Memories are an important part of life; these even have existential overtones and pertain to consciousness. Given this, I would like to share a recent memory of mine. The memory pertains to a was a trip from Srinagar to Mumbai organized by our faculty- the department of Tourism and Travel Travel Management of Kashmir university. Study tours are usually held for a variety of reasons. One major reason is that it is one of the components of the syllabus for according a perspective and specific knowledge about the nature of tourism of other states and how they are working for the promotion and preservation of tourism. This perspective helps in generating and transmitting the knowledge of what they have done and what we need to do for the promotion and preservation of the tourism in the state. I would here like to share insights that accrued from the faculty organized trip from Mumbai to Goa.
First, let me elaborate some of the attractive and elaborate points of Mumbai tourism. Mumbai is and always been a mega city driven by power, wealth, glamour and fame, which have become the focal point of attraction of the folks visiting the place; they feel it is the best place to shape their dreams and aspirations. Moreover, it is also a city with strong historical artifacts and aesthetics-wonderful British, architecture, museums, beaches, and so on. However, it is the Arabian Sea and its preserved beauty, beatified by management which makes it more mesmerizing than any city.
Mumbai has great infrastructure as compared to other states of India, and some historical hotels such as Oberia and Taj hotel and a shrine of Haji Ali Dargah on the zoo of Arabian sea add to the city’s splendor. Around the sea is the Four lane Bandra -Worli sea link (officially called as Rajiv Gandhi sea link bridge ) which is built in a curved shape at the distance of 5,75Kms connecting North Mumbai to South Mumbai and from where the south Mumbai or Nariman point begins.
To preserve the beauty of the city and make it pollution less, its management has made some bold restraints like as smoke free zones, and auto rickshaws are not allowed to drive towards the south Mumbai and if a person may throw a small piece of paper or polythene on a road they are charged a fine of 200 hundred rupees. There is less inflow of international tourists as compared to domestic tourists.

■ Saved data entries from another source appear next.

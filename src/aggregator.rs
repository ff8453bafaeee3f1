//! Shared sink for success records.
//!
//! Appended to from every execution slot concurrently, read once at flush
//! time. Order is append order and carries no meaning; duplicates are kept.

use crate::types::WorkItem;
use std::sync::{Arc, Mutex, MutexGuard};

/// Append-only, mutex-guarded collection of successful items
#[derive(Clone, Debug, Default)]
pub struct ResultAggregator {
    records: Arc<Mutex<Vec<WorkItem>>>,
}

impl ResultAggregator {
    /// Create an empty aggregator
    pub fn new() -> Self {
        Self::default()
    }

    /// Record a success
    pub fn append(&self, item: WorkItem) {
        self.lock().push(item);
    }

    /// Number of records so far
    pub fn len(&self) -> usize {
        self.lock().len()
    }

    /// Whether nothing has been recorded
    pub fn is_empty(&self) -> bool {
        self.lock().is_empty()
    }

    /// Copy of the current records
    ///
    /// Slots that are still running may append after the snapshot is taken;
    /// those records are not part of it.
    pub fn snapshot(&self) -> Vec<WorkItem> {
        self.lock().clone()
    }

    fn lock(&self) -> MutexGuard<'_, Vec<WorkItem>> {
        // A panicking slot never holds this lock across user code.
        self.records
            .lock()
            .unwrap_or_else(|poisoned| poisoned.into_inner())
    }
}
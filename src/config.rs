//! Configuration types for probe-runner

use crate::error::{Error, Result};
use serde::{Deserialize, Serialize};
use std::{collections::BTreeMap, path::Path, path::PathBuf, time::Duration};

/// Placeholder substituted with the work item inside [`HttpConfig::url_template`]
pub const ITEM_PLACEHOLDER: &str = "{ITEM}";

/// Execution parameters for one run
///
/// Immutable once the run starts. The runner moves it into an `Arc`.
#[derive(Clone, Debug, Serialize, Deserialize)]
pub struct ExecutionConfig {
    /// Number of execution slots (default: 10)
    #[serde(default = "default_concurrency_limit")]
    pub concurrency_limit: usize,

    /// Per-call timeout handed to the worker function (default: 25s)
    #[serde(default = "default_timeout", with = "duration_serde")]
    pub timeout: Duration,

    /// Outbound proxy URI applied to http and https traffic
    #[serde(default)]
    pub proxy: Option<String>,

    /// Delay each invocation sleeps before its blocking call (default: 250ms)
    #[serde(default = "default_pacing_delay", with = "millis_serde")]
    pub pacing_delay: Duration,

    /// Delay after the Draining flush before the run reports termination (default: 250ms)
    #[serde(default = "default_grace_delay", with = "millis_serde")]
    pub grace_delay: Duration,

    /// Durable output locations
    #[serde(default)]
    pub output: OutputConfig,

    /// Reference HTTP probe settings
    #[serde(default)]
    pub http: HttpConfig,
}

impl Default for ExecutionConfig {
    fn default() -> Self {
        Self {
            concurrency_limit: default_concurrency_limit(),
            timeout: default_timeout(),
            proxy: None,
            pacing_delay: default_pacing_delay(),
            grace_delay: default_grace_delay(),
            output: OutputConfig::default(),
            http: HttpConfig::default(),
        }
    }
}

impl ExecutionConfig {
    /// Load a configuration from a JSON file
    ///
    /// Missing fields take their defaults. The result is validated before it is returned.
    pub fn from_json_file(path: &Path) -> Result<Self> {
        let raw = std::fs::read_to_string(path).map_err(|e| {
            Error::config("config", format!("cannot read {}: {e}", path.display()))
        })?;
        let config: ExecutionConfig = serde_json::from_str(&raw).map_err(|e| {
            Error::config("config", format!("invalid JSON in {}: {e}", path.display()))
        })?;
        config.validate()?;
        Ok(config)
    }

    /// Check invariants that cannot be expressed in the type system
    pub fn validate(&self) -> Result<()> {
        if self.concurrency_limit == 0 {
            return Err(Error::config(
                "concurrency_limit",
                "concurrency limit must be a positive integer",
            ));
        }

        if self.timeout.is_zero() {
            return Err(Error::config("timeout", "timeout must be greater than zero"));
        }

        if let Some(proxy) = &self.proxy {
            url::Url::parse(proxy).map_err(|e| {
                Error::config("proxy", format!("invalid proxy URI '{proxy}': {e}"))
            })?;
        }

        if !self.http.url_template.contains(ITEM_PLACEHOLDER) {
            return Err(Error::config(
                "http.url_template",
                format!("URL template must contain {ITEM_PLACEHOLDER}"),
            ));
        }

        if self.output.raw_log_file.as_os_str().is_empty()
            || self.output.results_file.as_os_str().is_empty()
        {
            return Err(Error::config(
                "output",
                "raw log and results file names must not be empty",
            ));
        }

        Ok(())
    }
}

/// Where durable artifacts are written
#[derive(Clone, Debug, Serialize, Deserialize)]
pub struct OutputConfig {
    /// Output directory, created if missing (default: "./results")
    #[serde(default = "default_output_dir")]
    pub output_dir: PathBuf,

    /// Raw-log file name inside `output_dir` (default: "raw.log")
    #[serde(default = "default_raw_log_file")]
    pub raw_log_file: PathBuf,

    /// Results file name inside `output_dir` (default: "successful_results.txt")
    #[serde(default = "default_results_file")]
    pub results_file: PathBuf,
}

impl Default for OutputConfig {
    fn default() -> Self {
        Self {
            output_dir: default_output_dir(),
            raw_log_file: default_raw_log_file(),
            results_file: default_results_file(),
        }
    }
}

impl OutputConfig {
    /// Full path of the raw-log file
    pub fn raw_log_path(&self) -> PathBuf {
        self.output_dir.join(&self.raw_log_file)
    }

    /// Full path of the results file
    pub fn results_path(&self) -> PathBuf {
        self.output_dir.join(&self.results_file)
    }
}

/// Reference HTTP probe configuration
#[derive(Clone, Debug, Serialize, Deserialize)]
pub struct HttpConfig {
    /// Request URL with `{ITEM}` placeholder
    #[serde(default = "default_url_template")]
    pub url_template: String,

    /// Header whose presence marks a response as successful
    #[serde(default = "default_target_header")]
    pub target_header: String,

    /// Headers sent with every request
    #[serde(default = "default_headers")]
    pub headers: BTreeMap<String, String>,

    /// Skip TLS certificate verification (default: true)
    #[serde(default = "default_true")]
    pub accept_invalid_certs: bool,

    /// Follow redirects (default: false)
    #[serde(default)]
    pub follow_redirects: bool,
}

impl Default for HttpConfig {
    fn default() -> Self {
        Self {
            url_template: default_url_template(),
            target_header: default_target_header(),
            headers: default_headers(),
            accept_invalid_certs: true,
            follow_redirects: false,
        }
    }
}

impl HttpConfig {
    /// Substitute the item into the URL template
    pub fn url_for(&self, item: &str) -> String {
        self.url_template.replace(ITEM_PLACEHOLDER, item)
    }
}

fn default_concurrency_limit() -> usize {
    10
}

fn default_timeout() -> Duration {
    Duration::from_secs(25)
}

fn default_pacing_delay() -> Duration {
    Duration::from_millis(250)
}

fn default_grace_delay() -> Duration {
    Duration::from_millis(250)
}

fn default_output_dir() -> PathBuf {
    PathBuf::from("./results")
}

fn default_raw_log_file() -> PathBuf {
    PathBuf::from("raw.log")
}

fn default_results_file() -> PathBuf {
    PathBuf::from("successful_results.txt")
}

fn default_url_template() -> String {
    "https://api.localhost?item={ITEM}".to_string()
}

fn default_target_header() -> String {
    "target_header".to_string()
}

fn default_true() -> bool {
    true
}

fn default_headers() -> BTreeMap<String, String> {
    [
        (
            "User-Agent",
            "Mozilla/5.0 (Macintosh; Intel Mac OS X 10.14; rv:69.0) Gecko/20100101 Firefox/69.0",
        ),
        (
            "Accept",
            "text/html,application/xhtml+xml,application/xml;q=0.9,*/*;q=0.8",
        ),
        ("Accept-Language", "en-US,en;q=0.5"),
        ("Accept-Encoding", "gzip, deflate"),
        ("DNT", "1"),
        ("Connection", "keep-alive"),
        ("Upgrade-Insecure-Requests", "1"),
    ]
    .into_iter()
    .map(|(k, v)| (k.to_string(), v.to_string()))
    .collect()
}

// Duration serialization helper (whole seconds)
mod duration_serde {
    use serde::{Deserialize, Deserializer, Serializer};
    use std::time::Duration;

    pub fn serialize<S>(duration: &Duration, serializer: S) -> Result<S::Ok, S::Error>
    where
        S: Serializer,
    {
        serializer.serialize_u64(duration.as_secs())
    }

    pub fn deserialize<'de, D>(deserializer: D) -> Result<Duration, D::Error>
    where
        D: Deserializer<'de>,
    {
        let secs = u64::deserialize(deserializer)?;
        Ok(Duration::from_secs(secs))
    }
}

// Duration serialization helper (milliseconds)
mod millis_serde {
    use serde::{Deserialize, Deserializer, Serializer};
    use std::time::Duration;

    pub fn serialize<S>(duration: &Duration, serializer: S) -> Result<S::Ok, S::Error>
    where
        S: Serializer,
    {
        serializer.serialize_u64(u64::try_from(duration.as_millis()).unwrap_or(u64::MAX))
    }

    pub fn deserialize<'de, D>(deserializer: D) -> Result<Duration, D::Error>
    where
        D: Deserializer<'de>,
    {
        let millis = u64::deserialize(deserializer)?;
        Ok(Duration::from_millis(millis))
    }
}
use crate::config::WifiConfig;
use anyhow::{Context, Result};
use log::{debug, error, warn};
use radarcore::model::{Reading, Source};
use radarcore::runtime::{epoch_seconds, Scanner};
use radarcore::telemetry::MetricsRecorder;
use regex::Regex;
use std::sync::atomic::{AtomicBool, Ordering};
use std::sync::Arc;
use std::time::Duration;
use tokio::process::Command;
use tokio::sync::mpsc;
use tokio::task::JoinHandle;
use tokio::time::{timeout, Instant};

/// Scanner shelling out to `iw` for per-BSS signal readings.
///
/// Scan failures are absorbed here; the runtime only ever sees readings or
/// silence.
pub struct WifiScanner {
    config: WifiConfig,
    signal_re: Regex,
    metrics: Arc<MetricsRecorder>,
}

impl WifiScanner {
    pub fn new(config: WifiConfig, metrics: Arc<MetricsRecorder>) -> Self {
        Self {
            config,
            signal_re: Regex::new(r"signal:\s*(-?\d+)").expect("static pattern"),
            metrics,
        }
    }

    async fn run(self, readings: mpsc::Sender<Reading>, stop: Arc<AtomicBool>) {
        let scan_interval = Duration::from_secs_f64(self.config.scan_interval);
        while !stop.load(Ordering::SeqCst) {
            let started = Instant::now();
            match self.scan_once().await {
                Ok(batch) => {
                    debug!("wifi scan: {} stations", batch.len());
                    for reading in batch {
                        match readings.try_send(reading) {
                            Ok(()) => {}
                            Err(mpsc::error::TrySendError::Full(_)) => {
                                self.metrics.record_dropped();
                                warn!("reading channel full; dropping wifi reading");
                            }
                            Err(mpsc::error::TrySendError::Closed(_)) => return,
                        }
                    }
                }
                Err(err) => error!("wifi scan failed: {:#}", err),
            }
            if let Some(remaining) = scan_interval.checked_sub(started.elapsed()) {
                tokio::time::sleep(remaining).await;
            }
        }
    }

    async fn scan_once(&self) -> Result<Vec<Reading>> {
        let scan_timeout = Duration::from_secs_f64(self.config.scan_timeout);
        let output = timeout(
            scan_timeout,
            Command::new("iw")
                .args(["dev", &self.config.interface, "scan"])
                .kill_on_drop(true)
                .output(),
        )
        .await
        .context("iw scan timed out")?
        .context("running iw scan")?;

        if !output.status.success() {
            anyhow::bail!("iw scan exited with {}", output.status);
        }
        Ok(self.parse_scan(&String::from_utf8_lossy(&output.stdout)))
    }

    /// Pairs each `BSS` header with the `signal:` line that follows it.
    fn parse_scan(&self, output: &str) -> Vec<Reading> {
        let ts = epoch_seconds();
        let mut readings = Vec::new();
        let mut bssid: Option<String> = None;
        let mut rssi: Option<i32> = None;

        for line in output.lines() {
            let line = line.trim();
            if let Some(rest) = line.strip_prefix("BSS ") {
                if let (Some(id), Some(signal)) = (bssid.take(), rssi.take()) {
                    readings.push(Self::reading(id, signal, ts));
                }
                bssid = rest
                    .split_whitespace()
                    .next()
                    .and_then(|token| token.split('(').next())
                    .map(str::to_string);
                rssi = None;
            } else if let Some(caps) = self.signal_re.captures(line) {
                rssi = caps.get(1).and_then(|m| m.as_str().parse().ok());
            }
        }
        if let (Some(id), Some(signal)) = (bssid, rssi) {
            readings.push(Self::reading(id, signal, ts));
        }
        readings
    }

    fn reading(bssid: String, rssi: i32, ts: f64) -> Reading {
        Reading::new(Source::Wifi, bssid, rssi, ts).with_meta("scanner", "wifi")
    }
}

impl Scanner for WifiScanner {
    fn name(&self) -> &'static str {
        "wifi"
    }

    fn spawn(
        self: Box<Self>,
        readings: mpsc::Sender<Reading>,
        stop: Arc<AtomicBool>,
    ) -> JoinHandle<()> {
        tokio::spawn(self.run(readings, stop))
    }
}

#[cfg(test)]
mod tests {
    use super::*;

    const SCAN_OUTPUT: &str = "\
BSS aa:bb:cc:dd:ee:01(on wlan0) -- associated
\tTSF: 1234 usec
\tsignal: -58.00 dBm
\tSSID: HomeNet
BSS aa:bb:cc:dd:ee:02(on wlan0)
\tsignal: -71.00 dBm
\tSSID: Cafe
BSS aa:bb:cc:dd:ee:03(on wlan0)
\tSSID: NoSignalHere
";

    fn scanner() -> WifiScanner {
        WifiScanner::new(WifiConfig::default(), Arc::new(MetricsRecorder::new()))
    }

    #[test]
    fn scan_output_pairs_bss_with_signal() {
        let readings = scanner().parse_scan(SCAN_OUTPUT);
        assert_eq!(readings.len(), 2);
        assert_eq!(readings[0].id, "aa:bb:cc:dd:ee:01");
        assert_eq!(readings[0].rssi, -58);
        assert_eq!(readings[0].source, Source::Wifi);
        assert_eq!(readings[1].id, "aa:bb:cc:dd:ee:02");
        assert_eq!(readings[1].rssi, -71);
    }

    #[test]
    fn empty_scan_output_yields_no_readings() {
        assert!(scanner().parse_scan("").is_empty());
    }
}
//! Aggregation engine and runtime orchestration for the RF presence radar.
//!
//! Scanners push timestamped signal-strength readings into a bounded
//! channel; a fixed-rate processing loop folds them into tracked targets
//! and publishes immutable snapshots through a latest-wins mailbox.

pub mod config;
pub mod mapping;
pub mod model;
pub mod runtime;
pub mod telemetry;
pub mod tracking;

pub use config::{Band, ConfigError, RadarConfig};
pub use model::{Reading, Snapshot, SnapshotStats, Source, Target, TargetKind, TargetState};
pub use runtime::{Runtime, Scanner, StopReport};
pub use tracking::Tracker;
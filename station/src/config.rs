use anyhow::Context;
use radarcore::RadarConfig;
use serde::{Deserialize, Serialize};
use std::fs;
use std::path::Path;

use crate::scanners::sim::Scenario;

/// Simulator settings.
#[derive(Clone, Debug, Serialize, Deserialize)]
#[serde(default)]
pub struct SimConfig {
    pub scenario: Scenario,
    pub seed: u64,
    /// Emission rate in Hz; defaults to the radar tick rate when unset.
    pub tick_rate: Option<f64>,
    /// Maximum absolute jitter (dBm) added to emitted signal values.
    pub jitter: f64,
    /// Timestamp of the first emitted reading; wall clock when unset, so
    /// the aging clock stays coherent with idle cycles.
    pub start_ts: Option<f64>,
}

impl Default for SimConfig {
    fn default() -> Self {
        Self {
            scenario: Scenario::Sweep,
            seed: 1,
            tick_rate: None,
            jitter: 0.0,
            start_ts: None,
        }
    }
}

/// WiFi scanner settings.
#[derive(Clone, Debug, Serialize, Deserialize)]
#[serde(default)]
pub struct WifiConfig {
    pub interface: String,
    /// Seconds between scans.
    pub scan_interval: f64,
    /// Bound on a single `iw` invocation.
    pub scan_timeout: f64,
}

impl Default for WifiConfig {
    fn default() -> Self {
        Self {
            interface: "wlan0".to_string(),
            scan_interval: 4.0,
            scan_timeout: 8.0,
        }
    }
}

/// Full station configuration: core values plus collaborator settings.
#[derive(Clone, Debug, Serialize, Deserialize)]
#[serde(default)]
pub struct StationConfig {
    pub radar: RadarConfig,
    pub enable_sim: bool,
    pub enable_wifi: bool,
    pub sim: SimConfig,
    pub wifi: WifiConfig,
    pub bridge_port: u16,
}

impl Default for StationConfig {
    fn default() -> Self {
        Self {
            radar: RadarConfig::default(),
            enable_sim: true,
            enable_wifi: false,
            sim: SimConfig::default(),
            wifi: WifiConfig::default(),
            bridge_port: 9000,
        }
    }
}

impl StationConfig {
    pub fn load<P: AsRef<Path>>(path: P) -> anyhow::Result<Self> {
        let path_ref = path.as_ref();
        let contents = fs::read_to_string(path_ref)
            .with_context(|| format!("reading station config {}", path_ref.display()))?;
        let config: StationConfig = serde_yaml::from_str(&contents)
            .with_context(|| format!("parsing station config {}", path_ref.display()))?;
        Ok(config)
    }
}
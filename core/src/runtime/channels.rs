use crate::config::RadarConfig;
use crate::model::{Reading, Snapshot};
use tokio::sync::{mpsc, watch};

/// Creates the bounded reading channel connecting scanners to the loop.
///
/// Overflow is expected backpressure: producers `try_send` and drop the
/// reading, never block.
pub fn reading_channel(config: &RadarConfig) -> (mpsc::Sender<Reading>, mpsc::Receiver<Reading>) {
    mpsc::channel(config.reading_queue_capacity)
}

/// Creates the single-slot snapshot mailbox.
///
/// Publishing through `send_replace` atomically evicts any unread snapshot,
/// so a consumer only ever observes the most recent one - no backlog, no
/// retries.
pub fn snapshot_mailbox() -> (watch::Sender<Snapshot>, watch::Receiver<Snapshot>) {
    watch::channel(Snapshot::default())
}
use serde::{Deserialize, Serialize};
use std::time::Duration;

/// One contiguous signal range mapped to a fixed display radius.
#[derive(Debug, Clone, Copy, Serialize, Deserialize, PartialEq)]
pub struct Band {
    /// Lowest RSSI (dBm) belonging to this band.
    pub floor: i32,
    /// Normalized display radius for the whole band.
    pub radius: f64,
}

/// Validation failures for a [`RadarConfig`].
#[derive(thiserror::Error, Debug)]
pub enum ConfigError {
    #[error("tick rate must be positive, got {0}")]
    TickRate(f64),
    #[error("reading queue capacity must be positive")]
    QueueCapacity,
    #[error("RSSI clamp bounds inverted: min {min} must be below max {max}")]
    ClampBounds { min: i32, max: i32 },
    #[error("smoothing factor must lie in (0, 1], got {0}")]
    Smoothing(f64),
    #[error("stale timeout must be positive, got {0}")]
    StaleTimeout(f64),
    #[error("band table must not be empty")]
    EmptyBands,
    #[error("band floors must be strictly ascending")]
    BandOrder,
    #[error("band radius {0} outside [0, 1]")]
    BandRadius(f64),
    #[error("band radii must decrease as signal strengthens")]
    BandRadiusOrder,
    #[error("commit interval must not be negative, got {0}")]
    CommitInterval(f64),
}

/// Tunable values for the aggregation engine and the runtime loop.
///
/// Loading these values from disk or flags belongs to the embedding
/// application; the core only consumes them.
#[derive(Debug, Clone, Serialize, Deserialize)]
#[serde(default)]
pub struct RadarConfig {
    /// Processing-loop frequency in Hz.
    pub tick_rate: f64,
    /// Bounded capacity of the reading channel.
    pub reading_queue_capacity: usize,
    /// Lower clamp bound for raw RSSI (dBm).
    pub rssi_min: i32,
    /// Upper clamp bound for raw RSSI (dBm).
    pub rssi_max: i32,
    /// Exponential smoothing factor in (0, 1].
    pub smoothing: f64,
    /// Seconds without a reading before a target turns stale; twice this
    /// removes it.
    pub stale_timeout: f64,
    /// Ordered band table: ascending floors, radii shrinking toward 0 as
    /// signal strengthens.
    pub bands: Vec<Band>,
    /// Minimum seconds between radius commits per target.
    pub commit_interval: f64,
    /// Bound on joining the loop and scanners during stop().
    pub shutdown_timeout: f64,
    /// Emit per-target debug trace lines.
    pub trace_targets: bool,
    /// Minimum seconds between trace lines per target.
    pub trace_interval: f64,
}

impl Default for RadarConfig {
    fn default() -> Self {
        Self {
            tick_rate: 10.0,
            reading_queue_capacity: 256,
            rssi_min: -100,
            rssi_max: -20,
            smoothing: 0.5,
            stale_timeout: 5.0,
            bands: vec![
                Band { floor: -100, radius: 1.0 },
                Band { floor: -85, radius: 0.75 },
                Band { floor: -70, radius: 0.5 },
                Band { floor: -55, radius: 0.25 },
                Band { floor: -40, radius: 0.1 },
            ],
            commit_interval: 0.5,
            shutdown_timeout: 2.0,
            trace_targets: false,
            trace_interval: 1.0,
        }
    }
}

impl RadarConfig {
    /// Duration of one processing cycle.
    pub fn tick_interval(&self) -> Duration {
        Duration::from_secs_f64(1.0 / self.tick_rate)
    }

    /// Bound applied to every task join during stop().
    pub fn join_timeout(&self) -> Duration {
        Duration::from_secs_f64(self.shutdown_timeout)
    }

    pub fn validate(&self) -> Result<(), ConfigError> {
        if !self.tick_rate.is_finite() || self.tick_rate <= 0.0 {
            return Err(ConfigError::TickRate(self.tick_rate));
        }
        if self.reading_queue_capacity == 0 {
            return Err(ConfigError::QueueCapacity);
        }
        if self.rssi_min >= self.rssi_max {
            return Err(ConfigError::ClampBounds {
                min: self.rssi_min,
                max: self.rssi_max,
            });
        }
        if !(self.smoothing > 0.0 && self.smoothing <= 1.0) {
            return Err(ConfigError::Smoothing(self.smoothing));
        }
        if !(self.stale_timeout > 0.0) {
            return Err(ConfigError::StaleTimeout(self.stale_timeout));
        }
        if self.bands.is_empty() {
            return Err(ConfigError::EmptyBands);
        }
        for band in &self.bands {
            if !(0.0..=1.0).contains(&band.radius) {
                return Err(ConfigError::BandRadius(band.radius));
            }
        }
        for pair in self.bands.windows(2) {
            if pair[1].floor <= pair[0].floor {
                return Err(ConfigError::BandOrder);
            }
            if pair[1].radius >= pair[0].radius {
                return Err(ConfigError::BandRadiusOrder);
            }
        }
        if self.commit_interval < 0.0 {
            return Err(ConfigError::CommitInterval(self.commit_interval));
        }
        Ok(())
    }
}

#[cfg(test)]
mod tests {
    use super::*;

    #[test]
    fn default_config_validates() {
        RadarConfig::default().validate().unwrap();
    }

    #[test]
    fn tick_interval_matches_rate() {
        let config = RadarConfig::default();
        assert_eq!(config.tick_interval(), Duration::from_millis(100));
    }

    #[test]
    fn smoothing_outside_unit_interval_is_rejected() {
        let mut config = RadarConfig::default();
        config.smoothing = 0.0;
        assert!(matches!(
            config.validate(),
            Err(ConfigError::Smoothing(_))
        ));
        config.smoothing = 1.5;
        assert!(config.validate().is_err());
    }

    #[test]
    fn unordered_bands_are_rejected() {
        let mut config = RadarConfig::default();
        config.bands = vec![
            Band { floor: -70, radius: 0.5 },
            Band { floor: -85, radius: 0.75 },
        ];
        assert!(matches!(config.validate(), Err(ConfigError::BandOrder)));
    }

    #[test]
    fn band_radii_must_shrink_with_signal() {
        let mut config = RadarConfig::default();
        config.bands = vec![
            Band { floor: -100, radius: 0.5 },
            Band { floor: -70, radius: 0.5 },
        ];
        assert!(matches!(
            config.validate(),
            Err(ConfigError::BandRadiusOrder)
        ));
    }
}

Goa, the smallest state has great numbers of beaches and places of worship especially for the lovers of Christ. The oldest Basilica of Bom Jesus Church is located here in old Goa. Most European tourists love to spend some beautiful moments here. The lifestyle and behaviour are unique and different from other. As a historical testimony, Goa was under the control of Portuguese for almost four hundred decades and ultimately got freedom from Portuguese in 9 Dec,1961 and became a state of India. The Punjum city, the oldest city of Goa is situated on the bank of Arabian sea. The Boat cruising line is extraordinarily beautiful. It mesmerizes tourists of all stripes.
The inflow of international tourists is more than domestic tourists during the winter season as compared to summer.
I will now compare these two tourist places with Kashmir.
Both of above two states are made attractive by artificial beauty which depicts the mesmerizing attraction of tourists not only of domestic but also foreign ones. In contrast, Kashmir is known as a paradise on earth with its pristine natural beauty. But the fact is that our roads are bumpy and tourist destinations left to the ravages of humans. Our administrations, it appears, are not interested in making these into world class destination. The pristine beauty of Kashmir is modified by none other the nature itself.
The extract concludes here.